(To do): Read through the data, and wherever a line holds the word "true", write that line out.

---------- Exercise data

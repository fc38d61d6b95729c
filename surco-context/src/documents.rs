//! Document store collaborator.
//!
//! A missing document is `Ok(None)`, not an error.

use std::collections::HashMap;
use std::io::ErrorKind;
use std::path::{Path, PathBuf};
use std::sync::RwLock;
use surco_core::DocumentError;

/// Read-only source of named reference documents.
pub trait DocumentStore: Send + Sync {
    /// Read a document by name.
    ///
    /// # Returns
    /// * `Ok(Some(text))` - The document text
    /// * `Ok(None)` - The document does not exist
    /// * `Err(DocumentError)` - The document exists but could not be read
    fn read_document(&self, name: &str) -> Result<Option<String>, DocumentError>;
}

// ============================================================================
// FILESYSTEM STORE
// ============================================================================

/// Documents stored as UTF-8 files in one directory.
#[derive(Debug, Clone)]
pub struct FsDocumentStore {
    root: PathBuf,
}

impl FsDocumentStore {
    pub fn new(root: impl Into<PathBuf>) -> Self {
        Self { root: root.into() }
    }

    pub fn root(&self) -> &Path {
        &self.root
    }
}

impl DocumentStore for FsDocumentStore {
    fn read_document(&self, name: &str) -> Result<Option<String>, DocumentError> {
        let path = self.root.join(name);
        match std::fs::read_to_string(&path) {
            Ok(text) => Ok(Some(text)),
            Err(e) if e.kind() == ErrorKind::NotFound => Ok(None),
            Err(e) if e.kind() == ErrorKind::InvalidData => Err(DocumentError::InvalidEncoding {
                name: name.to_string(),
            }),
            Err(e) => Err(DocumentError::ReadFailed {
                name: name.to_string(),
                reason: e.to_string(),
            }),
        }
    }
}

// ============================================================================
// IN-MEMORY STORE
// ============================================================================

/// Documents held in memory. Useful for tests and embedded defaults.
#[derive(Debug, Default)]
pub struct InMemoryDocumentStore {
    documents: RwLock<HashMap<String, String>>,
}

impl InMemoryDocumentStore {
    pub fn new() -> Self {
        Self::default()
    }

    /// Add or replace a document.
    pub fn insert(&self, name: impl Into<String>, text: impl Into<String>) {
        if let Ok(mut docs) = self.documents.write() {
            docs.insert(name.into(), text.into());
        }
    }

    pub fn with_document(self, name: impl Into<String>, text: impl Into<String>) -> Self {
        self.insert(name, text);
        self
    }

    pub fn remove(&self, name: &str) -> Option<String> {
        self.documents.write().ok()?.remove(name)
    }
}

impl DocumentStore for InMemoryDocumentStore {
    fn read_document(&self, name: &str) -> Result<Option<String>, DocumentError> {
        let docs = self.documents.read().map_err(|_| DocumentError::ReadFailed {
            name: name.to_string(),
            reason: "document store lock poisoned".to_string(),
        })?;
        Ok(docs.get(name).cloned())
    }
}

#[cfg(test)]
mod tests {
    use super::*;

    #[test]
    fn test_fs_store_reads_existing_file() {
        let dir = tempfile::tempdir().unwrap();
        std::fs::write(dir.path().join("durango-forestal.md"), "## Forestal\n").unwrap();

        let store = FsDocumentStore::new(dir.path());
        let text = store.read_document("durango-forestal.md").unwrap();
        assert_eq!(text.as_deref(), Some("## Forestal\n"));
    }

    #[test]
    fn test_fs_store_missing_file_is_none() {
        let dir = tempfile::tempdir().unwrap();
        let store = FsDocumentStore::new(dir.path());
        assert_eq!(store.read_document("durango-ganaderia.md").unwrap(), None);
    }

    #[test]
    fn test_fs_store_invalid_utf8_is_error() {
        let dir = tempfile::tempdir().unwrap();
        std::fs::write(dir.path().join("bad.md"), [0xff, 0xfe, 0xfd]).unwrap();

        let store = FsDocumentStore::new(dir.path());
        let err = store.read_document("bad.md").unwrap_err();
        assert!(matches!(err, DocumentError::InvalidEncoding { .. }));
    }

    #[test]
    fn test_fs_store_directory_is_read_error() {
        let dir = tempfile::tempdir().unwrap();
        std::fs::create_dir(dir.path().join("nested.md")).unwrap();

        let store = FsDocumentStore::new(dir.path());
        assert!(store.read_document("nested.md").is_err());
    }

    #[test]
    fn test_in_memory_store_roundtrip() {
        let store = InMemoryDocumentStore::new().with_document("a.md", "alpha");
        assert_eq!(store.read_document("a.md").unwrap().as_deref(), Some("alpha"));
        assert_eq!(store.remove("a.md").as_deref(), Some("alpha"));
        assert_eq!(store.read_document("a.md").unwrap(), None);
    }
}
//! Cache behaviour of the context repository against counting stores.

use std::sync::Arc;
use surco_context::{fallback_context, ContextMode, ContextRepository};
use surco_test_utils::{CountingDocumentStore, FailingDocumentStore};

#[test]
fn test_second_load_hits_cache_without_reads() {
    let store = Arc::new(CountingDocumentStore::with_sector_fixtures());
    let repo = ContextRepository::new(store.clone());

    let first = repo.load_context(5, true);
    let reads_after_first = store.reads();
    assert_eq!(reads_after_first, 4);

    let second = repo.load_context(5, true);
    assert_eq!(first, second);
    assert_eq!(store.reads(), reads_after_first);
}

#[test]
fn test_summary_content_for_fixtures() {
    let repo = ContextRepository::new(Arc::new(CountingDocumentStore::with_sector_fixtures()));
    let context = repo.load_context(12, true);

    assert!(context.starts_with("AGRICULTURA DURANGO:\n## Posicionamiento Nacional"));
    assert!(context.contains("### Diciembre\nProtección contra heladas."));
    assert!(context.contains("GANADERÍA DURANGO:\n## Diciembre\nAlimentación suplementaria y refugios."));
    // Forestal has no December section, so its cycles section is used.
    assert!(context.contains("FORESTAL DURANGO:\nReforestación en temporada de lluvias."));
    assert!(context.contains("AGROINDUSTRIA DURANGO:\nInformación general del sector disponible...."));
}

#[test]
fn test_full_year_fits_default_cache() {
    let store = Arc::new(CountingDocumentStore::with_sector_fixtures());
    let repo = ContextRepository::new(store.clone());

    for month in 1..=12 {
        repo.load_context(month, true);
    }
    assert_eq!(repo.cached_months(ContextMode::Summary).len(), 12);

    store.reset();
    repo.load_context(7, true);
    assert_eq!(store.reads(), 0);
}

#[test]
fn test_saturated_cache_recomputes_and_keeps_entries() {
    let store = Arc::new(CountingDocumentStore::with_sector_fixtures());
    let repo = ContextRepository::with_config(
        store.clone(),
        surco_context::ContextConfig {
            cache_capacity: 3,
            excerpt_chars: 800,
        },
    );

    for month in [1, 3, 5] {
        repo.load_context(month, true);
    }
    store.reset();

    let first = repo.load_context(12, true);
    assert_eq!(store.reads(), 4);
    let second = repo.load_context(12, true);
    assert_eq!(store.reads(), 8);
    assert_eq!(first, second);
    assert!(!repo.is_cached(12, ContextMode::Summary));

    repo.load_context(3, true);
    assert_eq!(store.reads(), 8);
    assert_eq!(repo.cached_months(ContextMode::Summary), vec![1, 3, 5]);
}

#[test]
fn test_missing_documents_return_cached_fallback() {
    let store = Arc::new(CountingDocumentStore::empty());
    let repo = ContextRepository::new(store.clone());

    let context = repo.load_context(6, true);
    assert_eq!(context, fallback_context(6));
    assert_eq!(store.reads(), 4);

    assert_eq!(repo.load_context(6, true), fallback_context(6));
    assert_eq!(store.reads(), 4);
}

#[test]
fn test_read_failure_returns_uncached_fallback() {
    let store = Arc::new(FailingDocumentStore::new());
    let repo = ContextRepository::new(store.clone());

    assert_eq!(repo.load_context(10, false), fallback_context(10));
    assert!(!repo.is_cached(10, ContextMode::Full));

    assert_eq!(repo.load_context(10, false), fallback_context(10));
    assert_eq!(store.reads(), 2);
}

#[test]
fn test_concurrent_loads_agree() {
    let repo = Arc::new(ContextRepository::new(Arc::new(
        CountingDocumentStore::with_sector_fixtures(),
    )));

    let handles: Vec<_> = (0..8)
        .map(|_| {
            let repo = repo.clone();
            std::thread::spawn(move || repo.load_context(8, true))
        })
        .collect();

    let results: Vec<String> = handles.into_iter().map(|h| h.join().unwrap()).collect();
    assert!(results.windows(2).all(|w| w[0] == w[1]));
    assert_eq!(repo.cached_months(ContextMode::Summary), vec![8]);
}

--------------------

(Solution for this task):
    let first = repo.load_context(5, true);
    let second = repo.load_context(5, true);
    let context = repo.load_context(12, true);
        repo.load_context(month, true);
    repo.load_context(7, true);
        repo.load_context(month, true);
    let first = repo.load_context(12, true);
    let second = repo.load_context(12, true);
    repo.load_context(3, true);
    let context = repo.load_context(6, true);
    assert_eq!(repo.load_context(6, true), fallback_context(6));
            std::thread::spawn(move || repo.load_context(8, true))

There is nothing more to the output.